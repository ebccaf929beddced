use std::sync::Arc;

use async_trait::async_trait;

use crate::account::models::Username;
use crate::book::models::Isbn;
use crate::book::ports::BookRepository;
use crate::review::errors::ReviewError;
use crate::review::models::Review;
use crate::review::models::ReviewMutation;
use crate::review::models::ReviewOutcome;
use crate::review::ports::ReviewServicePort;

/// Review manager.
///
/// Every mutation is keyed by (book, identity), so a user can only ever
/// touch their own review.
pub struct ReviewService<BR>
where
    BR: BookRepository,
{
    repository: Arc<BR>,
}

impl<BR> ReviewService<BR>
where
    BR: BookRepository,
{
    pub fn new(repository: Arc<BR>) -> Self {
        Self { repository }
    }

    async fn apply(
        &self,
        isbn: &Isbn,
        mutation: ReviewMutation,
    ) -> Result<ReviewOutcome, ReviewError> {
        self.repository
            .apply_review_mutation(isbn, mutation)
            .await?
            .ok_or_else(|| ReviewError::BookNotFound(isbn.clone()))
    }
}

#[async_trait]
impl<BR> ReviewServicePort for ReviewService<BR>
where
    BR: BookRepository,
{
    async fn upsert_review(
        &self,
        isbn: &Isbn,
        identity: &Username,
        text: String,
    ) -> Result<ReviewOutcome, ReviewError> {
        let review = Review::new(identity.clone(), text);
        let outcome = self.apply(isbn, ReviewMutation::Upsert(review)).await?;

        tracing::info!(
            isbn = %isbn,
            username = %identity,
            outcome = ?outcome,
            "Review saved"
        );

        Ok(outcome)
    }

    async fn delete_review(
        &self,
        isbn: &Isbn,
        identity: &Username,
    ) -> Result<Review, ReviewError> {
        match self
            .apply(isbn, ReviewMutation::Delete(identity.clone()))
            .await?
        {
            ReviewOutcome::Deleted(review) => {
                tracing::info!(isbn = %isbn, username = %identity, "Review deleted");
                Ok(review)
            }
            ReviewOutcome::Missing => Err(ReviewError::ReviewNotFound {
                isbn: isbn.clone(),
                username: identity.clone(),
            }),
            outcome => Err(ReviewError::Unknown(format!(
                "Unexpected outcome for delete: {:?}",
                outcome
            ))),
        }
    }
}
━━━━━━━━━━━━━━━━
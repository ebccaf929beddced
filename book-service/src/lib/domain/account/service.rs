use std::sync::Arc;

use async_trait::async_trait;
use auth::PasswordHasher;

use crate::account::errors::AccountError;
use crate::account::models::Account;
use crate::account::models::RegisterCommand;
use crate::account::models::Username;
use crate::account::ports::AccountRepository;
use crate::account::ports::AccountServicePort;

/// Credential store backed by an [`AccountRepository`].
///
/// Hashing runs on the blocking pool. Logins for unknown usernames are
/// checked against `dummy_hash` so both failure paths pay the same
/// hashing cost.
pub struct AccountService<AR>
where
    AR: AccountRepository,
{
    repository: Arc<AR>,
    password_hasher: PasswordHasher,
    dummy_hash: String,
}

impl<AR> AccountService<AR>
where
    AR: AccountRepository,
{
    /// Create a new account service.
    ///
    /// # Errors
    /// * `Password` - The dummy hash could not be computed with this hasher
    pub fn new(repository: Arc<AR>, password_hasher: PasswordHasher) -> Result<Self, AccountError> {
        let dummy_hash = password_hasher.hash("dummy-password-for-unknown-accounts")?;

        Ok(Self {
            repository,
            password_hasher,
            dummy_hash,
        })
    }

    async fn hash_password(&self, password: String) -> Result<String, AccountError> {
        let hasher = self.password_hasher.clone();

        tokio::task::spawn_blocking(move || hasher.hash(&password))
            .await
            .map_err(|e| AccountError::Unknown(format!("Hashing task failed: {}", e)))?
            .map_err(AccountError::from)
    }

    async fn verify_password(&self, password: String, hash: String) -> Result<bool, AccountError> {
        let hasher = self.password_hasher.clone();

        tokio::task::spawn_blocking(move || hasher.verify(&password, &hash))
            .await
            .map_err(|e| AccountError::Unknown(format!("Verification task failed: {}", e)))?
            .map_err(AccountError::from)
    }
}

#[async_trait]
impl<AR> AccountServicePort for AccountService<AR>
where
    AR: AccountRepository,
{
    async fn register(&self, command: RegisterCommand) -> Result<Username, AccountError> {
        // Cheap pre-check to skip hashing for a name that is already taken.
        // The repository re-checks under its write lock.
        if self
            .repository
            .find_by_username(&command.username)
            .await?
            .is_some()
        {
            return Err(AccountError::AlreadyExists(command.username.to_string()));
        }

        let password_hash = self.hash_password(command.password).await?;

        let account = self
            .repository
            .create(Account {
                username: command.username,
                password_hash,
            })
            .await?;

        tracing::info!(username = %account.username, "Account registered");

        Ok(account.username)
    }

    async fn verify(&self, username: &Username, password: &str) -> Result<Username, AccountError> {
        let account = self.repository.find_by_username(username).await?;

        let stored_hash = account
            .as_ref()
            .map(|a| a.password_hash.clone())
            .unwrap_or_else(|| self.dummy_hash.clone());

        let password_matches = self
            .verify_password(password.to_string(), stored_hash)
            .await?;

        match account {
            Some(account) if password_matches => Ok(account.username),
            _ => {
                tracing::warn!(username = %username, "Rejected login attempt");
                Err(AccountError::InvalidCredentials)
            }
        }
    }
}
━━━━━━━━━━━━━━━━
#### Exercise brief:
Where does the word "struct" appear in the listing? List each line that holds it.

#### Result of this exercise:
pub struct ReviewService<BR>
pub struct AccountService<AR>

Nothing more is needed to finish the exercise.